▸ **EXERCISE DETAILS**
Each line with the word "front" must appear in the answer, copied from the records.

[Stored data entries]
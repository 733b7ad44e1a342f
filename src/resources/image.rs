//! CPU Image Payloads
//!
//! An [`Image`] is an already-decoded pixel buffer handed in by an external
//! importer. The core never parses image file formats; it validates the
//! payload against its metadata and uploads it through the device context.

use uuid::Uuid;

use crate::errors::{CinderError, Result};

/// Decoded pixel data plus metadata.
#[derive(Debug)]
pub struct Image {
    pub uuid: Uuid,
    pub width: u32,
    pub height: u32,
    /// 1 for 2D images, 6 for pre-assembled cubemap faces
    pub layers: u32,
    pub format: wgpu::TextureFormat,
    pub data: Vec<u8>,
}

impl Image {
    /// Builds an image, validating that the payload size matches the
    /// dimensions and format.
    pub fn new(
        width: u32,
        height: u32,
        layers: u32,
        format: wgpu::TextureFormat,
        data: Vec<u8>,
    ) -> Result<Self> {
        let Some(bytes_per_pixel) = format.block_copy_size(Some(wgpu::TextureAspect::All)) else {
            return Err(CinderError::InvalidData(format!(
                "image format {format:?} has no defined copy size"
            )));
        };
        let expected = (width * height * layers * bytes_per_pixel) as usize;
        if data.len() != expected {
            return Err(CinderError::InvalidData(format!(
                "image payload is {} bytes, expected {} for {}x{}x{} {:?}",
                data.len(),
                expected,
                width,
                height,
                layers,
                format
            )));
        }
        Ok(Self {
            uuid: Uuid::new_v4(),
            width,
            height,
            layers,
            format,
            data,
        })
    }

    /// 1×1 solid-color fallback, used when a material slot has no texture
    /// or a background load failed.
    #[must_use]
    pub fn solid_color(color: [u8; 4]) -> Self {
        Self {
            uuid: Uuid::new_v4(),
            width: 1,
            height: 1,
            layers: 1,
            format: wgpu::TextureFormat::Rgba8Unorm,
            data: color.to_vec(),
        }
    }
}
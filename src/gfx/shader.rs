//! Shader Library
//!
//! WGSL sources are embedded at build time and addressed by symbolic
//! (stage, name). Render shaders carry both `vs_main` and `fs_main` entry
//! points in one source; compute shaders expose `main`.
//!
//! A missing name is fatal to the init step that requested it: pipelines
//! are built from compiled modules up front, so draw submission can never
//! observe an unbound shader.

use std::borrow::Cow;

use rustc_hash::FxHashMap;

use crate::errors::{CinderError, Result};

/// Pipeline stage a shader is requested for.
#[derive(Debug, Clone, Copy, PartialEq, Eq, Hash)]
pub enum ShaderStage {
    Vertex,
    Fragment,
    Compute,
}

/// Embedded WGSL sources by symbolic name.
pub struct ShaderLibrary {
    sources: FxHashMap<&'static str, &'static str>,
    render_names: &'static [&'static str],
    compute_names: &'static [&'static str],
}

const RENDER_SHADERS: &[&str] = &["blit", "skybox", "pbr"];
const COMPUTE_SHADERS: &[&str] = &["equirect_to_cube", "prefilter", "irradiance", "brdf_lut"];

impl Default for ShaderLibrary {
    fn default() -> Self {
        Self::new()
    }
}

impl ShaderLibrary {
    #[must_use]
    pub fn new() -> Self {
        let mut sources = FxHashMap::default();
        sources.insert("blit", include_str!("../render/shaders/blit.wgsl"));
        sources.insert("skybox", include_str!("../render/shaders/skybox.wgsl"));
        sources.insert("pbr", include_str!("../render/shaders/pbr.wgsl"));
        sources.insert(
            "equirect_to_cube",
            include_str!("../render/shaders/equirect_to_cube.wgsl"),
        );
        sources.insert("prefilter", include_str!("../render/shaders/prefilter.wgsl"));
        sources.insert("irradiance", include_str!("../render/shaders/irradiance.wgsl"));
        sources.insert("brdf_lut", include_str!("../render/shaders/brdf_lut.wgsl"));
        Self {
            sources,
            render_names: RENDER_SHADERS,
            compute_names: COMPUTE_SHADERS,
        }
    }

    /// Returns the WGSL source for (stage, name).
    pub fn source(&self, stage: ShaderStage, name: &str) -> Result<&'static str> {
        let known = match stage {
            ShaderStage::Vertex | ShaderStage::Fragment => self.render_names,
            ShaderStage::Compute => self.compute_names,
        };
        if !known.contains(&name) {
            return Err(CinderError::ShaderNotFound {
                stage,
                name: name.to_string(),
            });
        }
        self.sources
            .get(name)
            .copied()
            .ok_or_else(|| CinderError::ShaderNotFound {
                stage,
                name: name.to_string(),
            })
    }

    /// Compiles the named shader into a module.
    ///
    /// wgpu validates WGSL at module creation; the validation error is
    /// captured through a device error scope and surfaced as `Err` carrying
    /// the compiler diagnostic, rather than tripping the device-wide
    /// uncaptured-error handler.
    pub fn compile(
        &self,
        device: &wgpu::Device,
        stage: ShaderStage,
        name: &str,
    ) -> Result<wgpu::ShaderModule> {
        let source = self.source(stage, name)?;
        log::debug!("[gfx] compiling shader {stage:?} '{name}'");
        let scope = device.push_error_scope(wgpu::ErrorFilter::Validation);
        let module = device.create_shader_module(wgpu::ShaderModuleDescriptor {
            label: Some(name),
            source: wgpu::ShaderSource::Wgsl(Cow::Borrowed(source)),
        });
        if let Some(error) = pollster::block_on(scope.pop()) {
            return Err(CinderError::ShaderCompileFailed {
                name: name.to_string(),
                diagnostic: error.to_string(),
            });
        }
        Ok(module)
    }
}
//! Opaque Geometry Pass
//!
//! PBR forward pass over opaque models. Bind group 0 carries per-frame
//! state (camera plus the committed IBL textures), group 1 the material
//! (slot textures, scalar multipliers), group 2 the per-model transform.
//!
//! Material bind groups are rebuilt lazily from the dirty mask a material
//! accumulates; unchanged materials reuse their group across frames. Slot
//! images are uploaded once per image UUID and shared between materials.
//! A model whose buffers were never built is logged and skipped, not drawn.
//!
//! Cached bindings follow resource lifetimes: [`OpaquePass::end_frame`]
//! drops groups for models and materials absent from the frame's draw list
//! and GPU textures whose source image has been released.

use std::sync::{Arc, Weak};

use bytemuck::{Pod, Zeroable};
use rustc_hash::FxHashMap;
use uuid::Uuid;

use crate::errors::{CinderError, Result};
use crate::gfx::{
    BufferDesc, BufferKind, BufferMode, GpuBuffer, GpuContext, GpuTexture, SamplerDesc,
    ShaderLibrary, ShaderStage, TextureDesc,
};
use crate::render::environment::Environment;
use crate::render::frame::Camera;
use crate::render::model::{DrawState, GpuModel, vertex_layout};
use crate::resources::{Image, Material, MaterialDirty, Resource, TextureSlot};

#[repr(C)]
#[derive(Debug, Copy, Clone, Pod, Zeroable)]
struct FrameUniforms {
    view_proj: [[f32; 4]; 4],
    camera_pos: [f32; 3],
    /// Roughness LOD ceiling of the specular chain
    max_specular_mip: f32,
}

#[repr(C)]
#[derive(Debug, Copy, Clone, Pod, Zeroable)]
struct ModelUniforms {
    model: [[f32; 4]; 4],
}

#[repr(C)]
#[derive(Debug, Copy, Clone, Pod, Zeroable)]
struct MaterialUniforms {
    /// One multiplier per texture slot, padded to 16-byte alignment
    scalars: [f32; 8],
}

struct MaterialBinding {
    group: wgpu::BindGroup,
    uniforms: GpuBuffer,
}

struct ModelBinding {
    group: wgpu::BindGroup,
    uniforms: GpuBuffer,
}

struct CachedImage {
    /// Back-reference to the CPU resource; a dead `Weak` means the last
    /// holder released the image and the GPU copy can go too.
    source: Weak<Resource>,
    texture: Arc<GpuTexture>,
}

pub struct OpaquePass {
    shader: wgpu::ShaderModule,
    frame_layout: wgpu::BindGroupLayout,
    material_layout: wgpu::BindGroupLayout,
    model_layout: wgpu::BindGroupLayout,
    pipelines: FxHashMap<(wgpu::TextureFormat, wgpu::TextureFormat), wgpu::RenderPipeline>,

    frame_uniforms: GpuBuffer,
    frame_group: Option<(Uuid, wgpu::BindGroup)>,

    material_groups: FxHashMap<Uuid, MaterialBinding>,
    model_groups: FxHashMap<Uuid, ModelBinding>,

    /// Slot images uploaded once and shared between materials.
    gpu_images: FxHashMap<Uuid, CachedImage>,
    /// Per-slot 1×1 stand-ins for unbound slots.
    fallbacks: [Arc<GpuTexture>; TextureSlot::COUNT],

    material_sampler: Arc<wgpu::Sampler>,
    env_sampler: Arc<wgpu::Sampler>,
}
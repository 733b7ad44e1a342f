//! GPU Texture Resources
//!
//! [`GpuTexture`] is the leaf resource type: one `wgpu::Texture` plus the
//! set of views derived from it. Views are created up front from the
//! description so that every consumer (compute passes, material binding,
//! render attachments) shares the same objects:
//!
//! - one SRV over the full mip chain (`Cube` dimension for 6-layer textures),
//! - one UAV per mip level when created with [`TextureUsage::UNORDERED_ACCESS`]
//!   (compute passes write one mip at a time),
//! - RTVs per (mip, layer) on demand.

use bitflags::bitflags;
use smallvec::SmallVec;

use crate::errors::{CinderError, Result};

bitflags! {
    /// Bind-usage flags for texture creation.
    #[derive(Debug, Clone, Copy, PartialEq, Eq, Hash)]
    pub struct TextureUsage: u32 {
        /// Sampled in shaders (SRV)
        const SHADER_RESOURCE = 1 << 0;
        /// Written by compute shaders (UAV)
        const UNORDERED_ACCESS = 1 << 1;
        /// Used as a color attachment (RTV)
        const RENDER_TARGET = 1 << 2;
        /// Source/destination of texture copies
        const COPY = 1 << 3;
    }
}

impl TextureUsage {
    fn to_wgpu(self) -> wgpu::TextureUsages {
        let mut usages = wgpu::TextureUsages::empty();
        if self.contains(Self::SHADER_RESOURCE) {
            usages |= wgpu::TextureUsages::TEXTURE_BINDING;
        }
        if self.contains(Self::UNORDERED_ACCESS) {
            usages |= wgpu::TextureUsages::STORAGE_BINDING;
        }
        if self.contains(Self::RENDER_TARGET) {
            usages |= wgpu::TextureUsages::RENDER_ATTACHMENT;
        }
        if self.contains(Self::COPY) {
            usages |= wgpu::TextureUsages::COPY_SRC | wgpu::TextureUsages::COPY_DST;
        }
        // Initial data upload always goes through the queue
        usages | wgpu::TextureUsages::COPY_DST
    }
}

/// Number of mip levels for a full chain over `width × height`.
///
/// `floor(log2(max(width, height))) + 1`
#[must_use]
pub fn full_mip_chain_count(width: u32, height: u32) -> u32 {
    32 - width.max(height).max(1).leading_zeros()
}

/// Whether `format` may back a write-only storage texture binding.
///
/// This is the set wgpu accepts on the default feature level. The one- and
/// two-channel non-32-bit formats and the rg32 group are gated behind
/// optional format features and are excluded; combining them with
/// `UNORDERED_ACCESS` fails [`TextureDesc::validate`].
#[must_use]
pub fn is_storage_compatible(format: wgpu::TextureFormat) -> bool {
    matches!(
        format,
        wgpu::TextureFormat::Rgba8Unorm
            | wgpu::TextureFormat::Rgba8Snorm
            | wgpu::TextureFormat::Rgba8Uint
            | wgpu::TextureFormat::Rgba8Sint
            | wgpu::TextureFormat::Rgba16Float
            | wgpu::TextureFormat::Rgba16Uint
            | wgpu::TextureFormat::Rgba16Sint
            | wgpu::TextureFormat::Rgba32Float
            | wgpu::TextureFormat::Rgba32Uint
            | wgpu::TextureFormat::Rgba32Sint
            | wgpu::TextureFormat::R32Float
            | wgpu::TextureFormat::R32Uint
            | wgpu::TextureFormat::R32Sint
    )
}

/// Description of a texture to create.
#[derive(Debug, Clone)]
pub struct TextureDesc {
    pub label: &'static str,
    pub width: u32,
    pub height: u32,
    /// 0 requests a full auto mip chain
    pub mip_level_count: u32,
    /// 1 for 2D, 6 for cubemaps
    pub array_layers: u32,
    pub format: wgpu::TextureFormat,
    pub usage: TextureUsage,
}

impl TextureDesc {
    #[must_use]
    pub fn new_2d(label: &'static str, width: u32, height: u32, format: wgpu::TextureFormat) -> Self {
        Self {
            label,
            width,
            height,
            mip_level_count: 1,
            array_layers: 1,
            format,
            usage: TextureUsage::SHADER_RESOURCE,
        }
    }

    #[must_use]
    pub fn new_cube(label: &'static str, size: u32, format: wgpu::TextureFormat) -> Self {
        Self {
            label,
            width: size,
            height: size,
            mip_level_count: 1,
            array_layers: 6,
            format,
            usage: TextureUsage::SHADER_RESOURCE,
        }
    }

    #[must_use]
    pub fn with_usage(mut self, usage: TextureUsage) -> Self {
        self.usage = usage;
        self
    }

    /// Requests a full auto mip chain (`floor(log2(max(w,h))) + 1` levels).
    #[must_use]
    pub fn with_auto_mips(mut self) -> Self {
        self.mip_level_count = 0;
        self
    }

    #[must_use]
    pub fn with_mip_count(mut self, count: u32) -> Self {
        self.mip_level_count = count;
        self
    }

    /// The mip level count this description resolves to.
    #[must_use]
    pub fn resolved_mip_count(&self) -> u32 {
        if self.mip_level_count == 0 {
            full_mip_chain_count(self.width, self.height)
        } else {
            self.mip_level_count
        }
    }

    /// Validates format/usage compatibility and dimensions.
    pub fn validate(&self) -> Result<()> {
        if self.width == 0 || self.height == 0 {
            return Err(CinderError::InvalidDescriptor(format!(
                "'{}': zero extent {}x{}",
                self.label, self.width, self.height
            )));
        }
        if self.array_layers != 1 && self.array_layers != 6 {
            return Err(CinderError::InvalidDescriptor(format!(
                "'{}': array_layers must be 1 or 6, got {}",
                self.label, self.array_layers
            )));
        }
        if self.array_layers == 6 && self.width != self.height {
            return Err(CinderError::InvalidDescriptor(format!(
                "'{}': cubemap faces must be square, got {}x{}",
                self.label, self.width, self.height
            )));
        }
        if self.usage.contains(TextureUsage::UNORDERED_ACCESS)
            && !is_storage_compatible(self.format)
        {
            return Err(CinderError::InvalidDescriptor(format!(
                "'{}': format {:?} is not storage-compatible but UNORDERED_ACCESS was requested",
                self.label, self.format
            )));
        }
        let max_mips = full_mip_chain_count(self.width, self.height);
        if self.mip_level_count > max_mips {
            return Err(CinderError::InvalidDescriptor(format!(
                "'{}': {} mip levels exceed the maximum {} for {}x{}",
                self.label, self.mip_level_count, max_mips, self.width, self.height
            )));
        }
        Ok(())
    }
}

/// A GPU texture plus its owned views.
#[derive(Debug)]
pub struct GpuTexture {
    pub texture: wgpu::Texture,
    pub desc: TextureDesc,
    /// Full-chain sampled view; `Cube` dimension when `array_layers == 6`.
    pub srv: wgpu::TextureView,
    /// One storage view per mip level; empty unless created with
    /// [`TextureUsage::UNORDERED_ACCESS`].
    mip_uavs: SmallVec<[wgpu::TextureView; 4]>,
}

impl GpuTexture {
    /// Creates the texture, uploads optional mip-0 data, and derives views.
    ///
    /// Validation failures are recoverable: the caller receives `Err` and the
    /// device context is untouched.
    pub fn create(
        device: &wgpu::Device,
        queue: &wgpu::Queue,
        desc: &TextureDesc,
        initial_data: Option<&[u8]>,
    ) -> Result<Self> {
        desc.validate()?;
        let mip_level_count = desc.resolved_mip_count();

        let texture = device.create_texture(&wgpu::TextureDescriptor {
            label: Some(desc.label),
            size: wgpu::Extent3d {
                width: desc.width,
                height: desc.height,
                depth_or_array_layers: desc.array_layers,
            },
            mip_level_count,
            sample_count: 1,
            dimension: wgpu::TextureDimension::D2,
            format: desc.format,
            usage: desc.usage.to_wgpu(),
            view_formats: &[],
        });

        if let Some(data) = initial_data {
            upload_mip0(queue, &texture, desc, data)?;
        }

        let srv_dimension = if desc.array_layers == 6 {
            wgpu::TextureViewDimension::Cube
        } else {
            wgpu::TextureViewDimension::D2
        };
        let srv = texture.create_view(&wgpu::TextureViewDescriptor {
            label: Some(desc.label),
            dimension: Some(srv_dimension),
            ..Default::default()
        });

        // One UAV per mip: compute passes bind and write a single level at
        // a time. Layered textures view as D2Array so one dispatch covers
        // every face; single-layer textures must view as D2 to match a
        // `texture_storage_2d` binding.
        let uav_dimension = if desc.array_layers > 1 {
            wgpu::TextureViewDimension::D2Array
        } else {
            wgpu::TextureViewDimension::D2
        };
        let mut mip_uavs = SmallVec::new();
        if desc.usage.contains(TextureUsage::UNORDERED_ACCESS) {
            for mip in 0..mip_level_count {
                mip_uavs.push(texture.create_view(&wgpu::TextureViewDescriptor {
                    label: Some(desc.label),
                    format: Some(desc.format),
                    dimension: Some(uav_dimension),
                    aspect: wgpu::TextureAspect::All,
                    base_mip_level: mip,
                    mip_level_count: Some(1),
                    base_array_layer: 0,
                    array_layer_count: Some(desc.array_layers),
                    usage: Some(wgpu::TextureUsages::STORAGE_BINDING),
                }));
            }
        }

        Ok(Self {
            texture,
            desc: TextureDesc {
                mip_level_count,
                ..desc.clone()
            },
            srv,
            mip_uavs,
        })
    }

    #[must_use]
    pub fn mip_level_count(&self) -> u32 {
        self.desc.mip_level_count
    }

    /// Storage view over one mip level: `D2` for single-layer textures,
    /// `D2Array` over every layer otherwise.
    ///
    /// Returns `None` for textures created without `UNORDERED_ACCESS` or for
    /// out-of-range levels.
    #[must_use]
    pub fn uav(&self, mip: u32) -> Option<&wgpu::TextureView> {
        self.mip_uavs.get(mip as usize)
    }

    #[must_use]
    pub fn uav_count(&self) -> usize {
        self.mip_uavs.len()
    }

    /// Render-target view for one (mip, layer) slice.
    #[must_use]
    pub fn rtv(&self, mip: u32, layer: u32) -> wgpu::TextureView {
        self.texture.create_view(&wgpu::TextureViewDescriptor {
            label: Some(self.desc.label),
            format: None,
            dimension: Some(wgpu::TextureViewDimension::D2),
            aspect: wgpu::TextureAspect::All,
            base_mip_level: mip,
            mip_level_count: Some(1),
            base_array_layer: layer,
            array_layer_count: Some(1),
            usage: Some(wgpu::TextureUsages::RENDER_ATTACHMENT),
        })
    }

    /// Sampled view of a single (mip, layer) slice, used by the mipmap
    /// generator as the downsample source.
    #[must_use]
    pub fn slice_srv(&self, mip: u32, layer: u32) -> wgpu::TextureView {
        self.texture.create_view(&wgpu::TextureViewDescriptor {
            label: Some(self.desc.label),
            format: None,
            dimension: Some(wgpu::TextureViewDimension::D2),
            aspect: wgpu::TextureAspect::All,
            base_mip_level: mip,
            mip_level_count: Some(1),
            base_array_layer: layer,
            array_layer_count: Some(1),
            usage: Some(wgpu::TextureUsages::TEXTURE_BINDING),
        })
    }

    /// Dimension of mip level `mip` along one axis.
    #[must_use]
    pub fn mip_size(&self, mip: u32) -> u32 {
        (self.desc.width >> mip).max(1)
    }
}

fn upload_mip0(
    queue: &wgpu::Queue,
    texture: &wgpu::Texture,
    desc: &TextureDesc,
    data: &[u8],
) -> Result<()> {
    let Some(bytes_per_pixel) = desc.format.block_copy_size(Some(wgpu::TextureAspect::All)) else {
        return Err(CinderError::InvalidData(format!(
            "'{}': format {:?} has no defined copy size",
            desc.label, desc.format
        )));
    };
    let expected = (desc.width * desc.height * desc.array_layers * bytes_per_pixel) as usize;
    if data.len() != expected {
        return Err(CinderError::InvalidData(format!(
            "'{}': initial data is {} bytes, expected {}",
            desc.label,
            data.len(),
            expected
        )));
    }

    queue.write_texture(
        wgpu::TexelCopyTextureInfo {
            texture,
            mip_level: 0,
            origin: wgpu::Origin3d::ZERO,
            aspect: wgpu::TextureAspect::All,
        },
        data,
        wgpu::TexelCopyBufferLayout {
            offset: 0,
            bytes_per_row: Some(desc.width * bytes_per_pixel),
            rows_per_image: Some(desc.height),
        },
        wgpu::Extent3d {
            width: desc.width,
            height: desc.height,
            depth_or_array_layers: desc.array_layers,
        },
    );
    Ok(())
}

▸ **ANSWER TO THIS PROBLEM**
//! are built from compiled modules up front, so draw submission can never
//! set of views derived from it. Views are created up front from the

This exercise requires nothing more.